- Records provided -
════
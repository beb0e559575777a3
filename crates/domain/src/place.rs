//! Place: a listing located in a [`City`](crate::city::City) and owned by a
//! [`User`](crate::user::User).

use std::str::FromStr;

use serde::{Deserialize, Serialize};

use crate::error::{HbnbError, NotFoundError, ValidationError};
use crate::id::{CityId, PlaceId, UserId};
use crate::time::{self, Timestamp};

/// A rentable place.
#[derive(Debug, Clone, PartialEq, Serialize, Deserialize)]
pub struct Place {
    pub id: PlaceId,
    pub created_at: Timestamp,
    pub updated_at: Timestamp,
    pub city_id: CityId,
    pub user_id: UserId,
    pub name: String,
    pub description: String,
    pub number_rooms: u32,
    pub number_bathrooms: u32,
    pub max_guest: u32,
    pub price_by_night: u32,
    pub latitude: f64,
    pub longitude: f64,
}

impl Place {
    /// Create a builder for constructing a [`Place`].
    #[must_use]
    pub fn builder() -> PlaceBuilder {
        PlaceBuilder::default()
    }

    /// Overwrite every field the patch carries.
    ///
    /// `city_id` and `user_id` are fixed at creation and are not patchable.
    pub fn apply(&mut self, patch: PlacePatch) {
        if let Some(name) = patch.name {
            self.name = name;
        }
        if let Some(description) = patch.description {
            self.description = description;
        }
        if let Some(number_rooms) = patch.number_rooms {
            self.number_rooms = number_rooms;
        }
        if let Some(number_bathrooms) = patch.number_bathrooms {
            self.number_bathrooms = number_bathrooms;
        }
        if let Some(max_guest) = patch.max_guest {
            self.max_guest = max_guest;
        }
        if let Some(price_by_night) = patch.price_by_night {
            self.price_by_night = price_by_night;
        }
        if let Some(latitude) = patch.latitude {
            self.latitude = latitude;
        }
        if let Some(longitude) = patch.longitude {
            self.longitude = longitude;
        }
    }
}

/// Step-by-step builder for [`Place`]; also the creation payload.
///
/// `user_id` is kept as the raw string the client sent: a value that is not a
/// valid identifier cannot name an existing user and is reported as such by
/// [`PlaceBuilder::user`] rather than as a malformed body.
#[derive(Debug, Default, Deserialize)]
#[serde(default)]
pub struct PlaceBuilder {
    #[serde(skip)]
    city_id: Option<CityId>,
    user_id: Option<String>,
    name: Option<String>,
    description: Option<String>,
    number_rooms: Option<u32>,
    number_bathrooms: Option<u32>,
    max_guest: Option<u32>,
    price_by_night: Option<u32>,
    latitude: Option<f64>,
    longitude: Option<f64>,
}

impl PlaceBuilder {
    #[must_use]
    pub fn city_id(mut self, city_id: CityId) -> Self {
        self.city_id = Some(city_id);
        self
    }

    #[must_use]
    pub fn user_id(mut self, user_id: UserId) -> Self {
        self.user_id = Some(user_id.to_string());
        self
    }

    #[must_use]
    pub fn name(mut self, name: impl Into<String>) -> Self {
        self.name = Some(name.into());
        self
    }

    #[must_use]
    pub fn description(mut self, description: impl Into<String>) -> Self {
        self.description = Some(description.into());
        self
    }

    #[must_use]
    pub fn number_rooms(mut self, number_rooms: u32) -> Self {
        self.number_rooms = Some(number_rooms);
        self
    }

    #[must_use]
    pub fn price_by_night(mut self, price_by_night: u32) -> Self {
        self.price_by_night = Some(price_by_night);
        self
    }

    /// Resolve the owning user identifier.
    ///
    /// # Errors
    ///
    /// Returns [`ValidationError::MissingField`] when `user_id` is absent and
    /// [`HbnbError::NotFound`] when it is not a valid user identifier.
    pub fn user(&self) -> Result<UserId, HbnbError> {
        let raw = self
            .user_id
            .as_deref()
            .ok_or(ValidationError::MissingField("user_id"))?;
        UserId::from_str(raw).map_err(|_| {
            NotFoundError {
                entity: "User",
                id: raw.to_string(),
            }
            .into()
        })
    }

    /// Consume the builder and return a fresh [`Place`].
    ///
    /// # Errors
    ///
    /// Same as [`PlaceBuilder::user`], then [`ValidationError::MissingField`]
    /// for `name` and `city_id`.
    pub fn build(self) -> Result<Place, HbnbError> {
        let user_id = self.user()?;
        let name = self.name.ok_or(ValidationError::MissingField("name"))?;
        let city_id = self
            .city_id
            .ok_or(ValidationError::MissingField("city_id"))?;
        let now = time::now();
        Ok(Place {
            id: PlaceId::new(),
            created_at: now,
            updated_at: now,
            city_id,
            user_id,
            name,
            description: self.description.unwrap_or_default(),
            number_rooms: self.number_rooms.unwrap_or_default(),
            number_bathrooms: self.number_bathrooms.unwrap_or_default(),
            max_guest: self.max_guest.unwrap_or_default(),
            price_by_night: self.price_by_night.unwrap_or_default(),
            latitude: self.latitude.unwrap_or_default(),
            longitude: self.longitude.unwrap_or_default(),
        })
    }
}

/// Mutable fields of a [`Place`].
#[derive(Debug, Default, Deserialize)]
#[serde(default)]
pub struct PlacePatch {
    pub name: Option<String>,
    pub description: Option<String>,
    pub number_rooms: Option<u32>,
    pub number_bathrooms: Option<u32>,
    pub max_guest: Option<u32>,
    pub price_by_night: Option<u32>,
    pub latitude: Option<f64>,
    pub longitude: Option<f64>,
}

#[cfg(test)]
mod tests {
    use super::*;

    fn payload(json: &str) -> PlaceBuilder {
        serde_json::from_str(json).unwrap()
    }

    #[test]
    fn should_build_place_with_defaults() {
        let city_id = CityId::new();
        let user_id = UserId::new();
        let place = Place::builder()
            .city_id(city_id)
            .user_id(user_id)
            .name("Cozy loft")
            .build()
            .unwrap();

        assert_eq!(place.city_id, city_id);
        assert_eq!(place.user_id, user_id);
        assert_eq!(place.description, "");
        assert_eq!(place.number_rooms, 0);
        assert!(place.latitude.abs() < f64::EPSILON);
    }

    #[test]
    fn should_report_missing_user_id_before_name() {
        let result = payload("{}").city_id(CityId::new()).build();
        assert!(matches!(
            result,
            Err(HbnbError::Validation(ValidationError::MissingField("user_id")))
        ));
    }

    #[test]
    fn should_report_unparsable_user_id_as_not_found() {
        let builder = payload(r#"{"user_id":"nobody","name":"Hut"}"#);
        assert!(matches!(builder.user(), Err(HbnbError::NotFound(_))));
    }

    #[test]
    fn should_report_missing_name() {
        let body = format!(r#"{{"user_id":"{}"}}"#, UserId::new());
        let result = payload(&body).city_id(CityId::new()).build();
        assert!(matches!(
            result,
            Err(HbnbError::Validation(ValidationError::MissingField("name")))
        ));
    }

    #[test]
    fn should_read_optional_numbers_from_payload() {
        let body = format!(
            r#"{{"user_id":"{}","name":"Villa","number_rooms":4,"latitude":37.5}}"#,
            UserId::new()
        );
        let place = payload(&body).city_id(CityId::new()).build().unwrap();
        assert_eq!(place.number_rooms, 4);
        assert!((place.latitude - 37.5).abs() < f64::EPSILON);
    }

    #[test]
    fn should_reject_negative_room_count() {
        let result: Result<PlaceBuilder, _> = serde_json::from_str(r#"{"number_rooms":-1}"#);
        assert!(result.is_err());
    }

    #[test]
    fn should_patch_only_mutable_fields() {
        let city_id = CityId::new();
        let user_id = UserId::new();
        let mut place = Place::builder()
            .city_id(city_id)
            .user_id(user_id)
            .name("Cabin")
            .price_by_night(80)
            .build()
            .unwrap();
        let patch: PlacePatch = serde_json::from_str(&format!(
            r#"{{"price_by_night":95,"city_id":"{}","user_id":"{}"}}"#,
            CityId::new(),
            UserId::new()
        ))
        .unwrap();

        place.apply(patch);

        assert_eq!(place.price_by_night, 95);
        assert_eq!(place.name, "Cabin");
        assert_eq!(place.city_id, city_id);
        assert_eq!(place.user_id, user_id);
    }
}
//! Configuration loading: TOML file with environment variable overrides.
//!
//! Looks for `hbnb.toml` in the working directory. Every field has a
//! sensible default so the file is optional. Environment variables take
//! precedence over file values.

use std::str::FromStr;

use serde::Deserialize;

/// Top-level configuration.
#[derive(Debug, Default, Deserialize)]
#[serde(default)]
pub struct Config {
    /// HTTP server settings.
    pub server: ServerConfig,
    /// Storage backend settings.
    pub storage: StorageConfig,
    /// Logging settings.
    pub logging: LoggingConfig,
}

/// HTTP listener configuration.
#[derive(Debug, Deserialize)]
#[serde(default)]
pub struct ServerConfig {
    /// Address to bind to (e.g. `0.0.0.0`).
    pub host: String,
    /// TCP port.
    pub port: u16,
}

/// Which storage backend serves the repositories.
#[derive(Debug, Clone, Copy, Default, PartialEq, Eq, Deserialize)]
#[serde(rename_all = "lowercase")]
pub enum StorageBackend {
    /// `SQLite` through sqlx, persisted at [`StorageConfig::database_url`].
    #[default]
    #[serde(alias = "db")]
    Sqlite,
    /// Process-local maps, lost on exit.
    #[serde(alias = "file")]
    Memory,
}

impl FromStr for StorageBackend {
    type Err = ConfigError;

    fn from_str(s: &str) -> Result<Self, Self::Err> {
        match s.to_ascii_lowercase().as_str() {
            "db" | "sqlite" => Ok(Self::Sqlite),
            "memory" | "file" => Ok(Self::Memory),
            other => Err(ConfigError::Validation(format!(
                "unknown storage backend {other:?}"
            ))),
        }
    }
}

/// Storage configuration.
#[derive(Debug, Deserialize)]
#[serde(default)]
pub struct StorageConfig {
    /// Selected backend.
    pub backend: StorageBackend,
    /// `SQLite` connection URL, only read by the `sqlite` backend.
    pub database_url: String,
}

/// Logging configuration.
#[derive(Debug, Deserialize)]
#[serde(default)]
pub struct LoggingConfig {
    /// Filter directive (`RUST_LOG` syntax).
    pub filter: String,
}

impl Config {
    /// Load configuration from `hbnb.toml` (if present) then apply
    /// environment-variable overrides.
    ///
    /// # Errors
    ///
    /// Returns an error if the TOML file exists but is malformed, or if an
    /// override holds a value that cannot be used.
    pub fn load() -> Result<Self, ConfigError> {
        let mut config = Self::from_file("hbnb.toml")?;
        config.apply_env_overrides(|key| std::env::var(key).ok())?;
        config.validate()?;
        Ok(config)
    }

    fn from_file(path: &str) -> Result<Self, ConfigError> {
        match std::fs::read_to_string(path) {
            Ok(content) => toml::from_str(&content).map_err(ConfigError::Parse),
            Err(err) if err.kind() == std::io::ErrorKind::NotFound => Ok(Self::default()),
            Err(err) => Err(ConfigError::Io(err)),
        }
    }

    fn apply_env_overrides(
        &mut self,
        var: impl Fn(&str) -> Option<String>,
    ) -> Result<(), ConfigError> {
        if let Some(val) = var("HBNB_API_HOST") {
            self.server.host = val;
        }
        if let Some(val) = var("HBNB_API_PORT") {
            self.server.port = val
                .parse()
                .map_err(|_| ConfigError::Validation(format!("invalid port {val:?}")))?;
        }
        if let Some(val) = var("HBNB_TYPE_STORAGE") {
            self.storage.backend = val.parse()?;
        }
        if let Some(val) = var("HBNB_DATABASE_URL") {
            self.storage.database_url = val;
        }
        if let Some(val) = var("HBNB_LOG") {
            self.logging.filter = val;
        }
        if let Some(val) = var("RUST_LOG") {
            self.logging.filter = val;
        }
        Ok(())
    }

    fn validate(&self) -> Result<(), ConfigError> {
        if self.server.port == 0 {
            return Err(ConfigError::Validation("port must be non-zero".to_string()));
        }
        Ok(())
    }

    /// Return the `host:port` bind address.
    #[must_use]
    pub fn bind_addr(&self) -> String {
        format!("{}:{}", self.server.host, self.server.port)
    }
}

impl Default for ServerConfig {
    fn default() -> Self {
        Self {
            host: "0.0.0.0".to_string(),
            port: 5000,
        }
    }
}

impl Default for StorageConfig {
    fn default() -> Self {
        Self {
            backend: StorageBackend::default(),
            database_url: "sqlite:hbnb.db?mode=rwc".to_string(),
        }
    }
}

impl Default for LoggingConfig {
    fn default() -> Self {
        Self {
            filter: "hbnbd=info,hbnb=info,tower_http=debug".to_string(),
        }
    }
}

/// Configuration errors.
#[derive(Debug, thiserror::Error)]
pub enum ConfigError {
    /// TOML parse failure.
    #[error("failed to parse config file")]
    Parse(#[from] toml::de::Error),
    /// File I/O failure.
    #[error("failed to read config file")]
    Io(#[from] std::io::Error),
    /// Semantic validation failure.
    #[error("invalid configuration: {0}")]
    Validation(String),
}
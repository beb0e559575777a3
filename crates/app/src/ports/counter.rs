//! Counter port: per-kind object counts.

use std::future::Future;

use hbnb_domain::error::HbnbError;
use hbnb_domain::kind::EntityKind;

/// Counts stored objects of a given kind.
pub trait ObjectCounter {
    /// Number of stored objects of `kind`.
    fn count(&self, kind: EntityKind) -> impl Future<Output = Result<u64, HbnbError>> + Send;
}
//! Port definitions: traits that adapters implement.
//!
//! Ports are the boundaries between the application core and the outside world.
//! They are defined here (in `app`) so that both the use-case layer and the
//! adapter layer can depend on them without creating circular dependencies.

pub mod counter;
pub mod storage;

pub use counter::ObjectCounter;
pub use storage::{
    AmenityRepository, CityRepository, PlaceRepository, StateRepository, UserRepository,
};
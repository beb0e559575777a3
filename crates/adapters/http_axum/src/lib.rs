//! # hbnb-adapter-http-axum
//!
//! HTTP adapter built on [axum](https://docs.rs/axum).
//!
//! ## Responsibilities
//! - Serve the **JSON REST API** under `/api/v1`
//!   (`/states`, `/states/{id}/cities`, `/cities/{id}/places`, `/amenities`,
//!   `/users`, `/status`, `/stats`, …)
//! - Turn request bodies into creation payloads and patches, rejecting
//!   anything that is not a non-empty JSON object
//! - Map application results and errors into HTTP status codes and JSON bodies
//!
//! ## Dependency rule
//! Depends on `hbnb-app` (for port traits and services) and `hbnb-domain`
//! (for domain types used in request/response mapping). Never leaks axum types
//! into the domain.

pub mod api;
pub mod error;
pub mod payload;
pub mod router;
pub mod state;
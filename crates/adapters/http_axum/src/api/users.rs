//! JSON REST handlers for users.

use axum::Json;
use axum::extract::{Path, State as AxumState};
use axum::http::StatusCode;
use axum::response::{IntoResponse, Response};

use hbnb_app::ports::{
    AmenityRepository, CityRepository, ObjectCounter, PlaceRepository, StateRepository,
    UserRepository,
};
use hbnb_domain::id::UserId;
use hbnb_domain::user::{User, UserBuilder, UserPatch};

use super::{empty_object, parse_id};
use crate::error::ApiError;
use crate::payload::Payload;
use crate::state::AppState;

/// Possible responses from the list endpoint.
pub enum ListResponse {
    Ok(Json<Vec<User>>),
}

impl IntoResponse for ListResponse {
    fn into_response(self) -> Response {
        match self {
            Self::Ok(json) => json.into_response(),
        }
    }
}

/// Possible responses from the get and update endpoints.
pub enum GetResponse {
    Ok(Json<User>),
}

impl IntoResponse for GetResponse {
    fn into_response(self) -> Response {
        match self {
            Self::Ok(json) => json.into_response(),
        }
    }
}

/// Possible responses from the create endpoint.
pub enum CreateResponse {
    Created(Json<User>),
}

impl IntoResponse for CreateResponse {
    fn into_response(self) -> Response {
        match self {
            Self::Created(json) => (StatusCode::CREATED, json).into_response(),
        }
    }
}

/// Possible responses from the delete endpoint.
pub enum DeleteResponse {
    Ok,
}

impl IntoResponse for DeleteResponse {
    fn into_response(self) -> Response {
        match self {
            Self::Ok => empty_object().into_response(),
        }
    }
}

/// `GET /api/v1/users`
pub async fn list<SR, CR, AR, UR, PR, OC>(
    AxumState(state): AxumState<AppState<SR, CR, AR, UR, PR, OC>>,
) -> Result<ListResponse, ApiError>
where
    SR: StateRepository + Send + Sync + 'static,
    CR: CityRepository + Send + Sync + 'static,
    AR: AmenityRepository + Send + Sync + 'static,
    UR: UserRepository + Send + Sync + 'static,
    PR: PlaceRepository + Send + Sync + 'static,
    OC: ObjectCounter + Send + Sync + 'static,
{
    let users = state.user_service.list_users().await?;
    Ok(ListResponse::Ok(Json(users)))
}

/// `GET /api/v1/users/{user_id}`
pub async fn get<SR, CR, AR, UR, PR, OC>(
    AxumState(state): AxumState<AppState<SR, CR, AR, UR, PR, OC>>,
    Path(id): Path<String>,
) -> Result<GetResponse, ApiError>
where
    SR: StateRepository + Send + Sync + 'static,
    CR: CityRepository + Send + Sync + 'static,
    AR: AmenityRepository + Send + Sync + 'static,
    UR: UserRepository + Send + Sync + 'static,
    PR: PlaceRepository + Send + Sync + 'static,
    OC: ObjectCounter + Send + Sync + 'static,
{
    let user_id: UserId = parse_id("User", &id)?;
    let found = state.user_service.get_user(user_id).await?;
    Ok(GetResponse::Ok(Json(found)))
}

/// `POST /api/v1/users`
pub async fn create<SR, CR, AR, UR, PR, OC>(
    AxumState(state): AxumState<AppState<SR, CR, AR, UR, PR, OC>>,
    payload: Payload<UserBuilder>,
) -> Result<CreateResponse, ApiError>
where
    SR: StateRepository + Send + Sync + 'static,
    CR: CityRepository + Send + Sync + 'static,
    AR: AmenityRepository + Send + Sync + 'static,
    UR: UserRepository + Send + Sync + 'static,
    PR: PlaceRepository + Send + Sync + 'static,
    OC: ObjectCounter + Send + Sync + 'static,
{
    let builder = payload.into_inner()?;
    let created = state.user_service.create_user(builder).await?;
    Ok(CreateResponse::Created(Json(created)))
}

/// `PUT /api/v1/users/{user_id}`
pub async fn update<SR, CR, AR, UR, PR, OC>(
    AxumState(state): AxumState<AppState<SR, CR, AR, UR, PR, OC>>,
    Path(id): Path<String>,
    payload: Payload<UserPatch>,
) -> Result<GetResponse, ApiError>
where
    SR: StateRepository + Send + Sync + 'static,
    CR: CityRepository + Send + Sync + 'static,
    AR: AmenityRepository + Send + Sync + 'static,
    UR: UserRepository + Send + Sync + 'static,
    PR: PlaceRepository + Send + Sync + 'static,
    OC: ObjectCounter + Send + Sync + 'static,
{
    let user_id: UserId = parse_id("User", &id)?;
    let current = state.user_service.get_user(user_id).await?;
    let patch = payload.into_inner()?;
    let updated = state.user_service.update_user(current, patch).await?;
    Ok(GetResponse::Ok(Json(updated)))
}

/// `DELETE /api/v1/users/{user_id}`
///
/// Also removes every place the user owns.
pub async fn delete<SR, CR, AR, UR, PR, OC>(
    AxumState(state): AxumState<AppState<SR, CR, AR, UR, PR, OC>>,
    Path(id): Path<String>,
) -> Result<DeleteResponse, ApiError>
where
    SR: StateRepository + Send + Sync + 'static,
    CR: CityRepository + Send + Sync + 'static,
    AR: AmenityRepository + Send + Sync + 'static,
    UR: UserRepository + Send + Sync + 'static,
    PR: PlaceRepository + Send + Sync + 'static,
    OC: ObjectCounter + Send + Sync + 'static,
{
    let user_id: UserId = parse_id("User", &id)?;
    state.user_service.delete_user(user_id).await?;
    Ok(DeleteResponse::Ok)
}
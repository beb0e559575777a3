//! Axum router assembly.

use axum::Router;
use axum::http::Uri;
use tower_http::cors::{Any, CorsLayer};
use tower_http::normalize_path::NormalizePath;
use tower_http::trace::TraceLayer;

use hbnb_app::ports::{
    AmenityRepository, CityRepository, ObjectCounter, PlaceRepository, StateRepository,
    UserRepository,
};
use hbnb_domain::error::{HbnbError, NotFoundError};

use crate::error::ApiError;
use crate::state::AppState;

/// The HTTP service: the API [`Router`] behind trailing-slash trimming.
pub type App = NormalizePath<Router>;

/// Build the top-level HTTP service.
///
/// Nests the API under `/api/v1` with a permissive [`CorsLayer`], answers
/// unknown paths with a JSON 404, and includes a [`TraceLayer`] that logs
/// each HTTP request/response at the `DEBUG` level.
///
/// Trailing slashes are trimmed before routing, so `/api/v1/states/` and
/// `/api/v1/states` reach the same handler.
pub fn build<SR, CR, AR, UR, PR, OC>(state: AppState<SR, CR, AR, UR, PR, OC>) -> App
where
    SR: StateRepository + Send + Sync + 'static,
    CR: CityRepository + Send + Sync + 'static,
    AR: AmenityRepository + Send + Sync + 'static,
    UR: UserRepository + Send + Sync + 'static,
    PR: PlaceRepository + Send + Sync + 'static,
    OC: ObjectCounter + Send + Sync + 'static,
{
    let cors = CorsLayer::new()
        .allow_origin(Any)
        .allow_methods(Any)
        .allow_headers(Any);

    let router = Router::new()
        .nest("/api/v1", crate::api::routes().layer(cors))
        .fallback(not_found)
        .layer(TraceLayer::new_for_http())
        .with_state(state);

    NormalizePath::trim_trailing_slash(router)
}

async fn not_found(uri: Uri) -> ApiError {
    ApiError::from(HbnbError::from(NotFoundError {
        entity: "Route",
        id: uri.path().to_string(),
    }))
}
//! Helpers shared by the row decoders.

use std::str::FromStr;

use sqlx::Row;
use sqlx::sqlite::SqliteRow;

use hbnb_domain::time::{self, Timestamp};

fn decode_error(err: impl std::error::Error + Send + Sync + 'static) -> sqlx::Error {
    sqlx::Error::Decode(Box::new(err))
}

/// Read a text column holding a typed identifier.
pub(crate) fn id<T>(row: &SqliteRow, column: &str) -> Result<T, sqlx::Error>
where
    T: FromStr,
    T::Err: std::error::Error + Send + Sync + 'static,
{
    let raw: String = row.try_get(column)?;
    T::from_str(&raw).map_err(decode_error)
}

/// Read a text column holding an RFC 3339 timestamp.
pub(crate) fn timestamp(row: &SqliteRow, column: &str) -> Result<Timestamp, sqlx::Error> {
    let raw: String = row.try_get(column)?;
    time::parse(&raw).map_err(decode_error)
}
════
- Problem -
Go through the listing above and copy each line in which the string "super" is found.

- Result for this exercise -
    use super::*;
use super::{empty_object, parse_id};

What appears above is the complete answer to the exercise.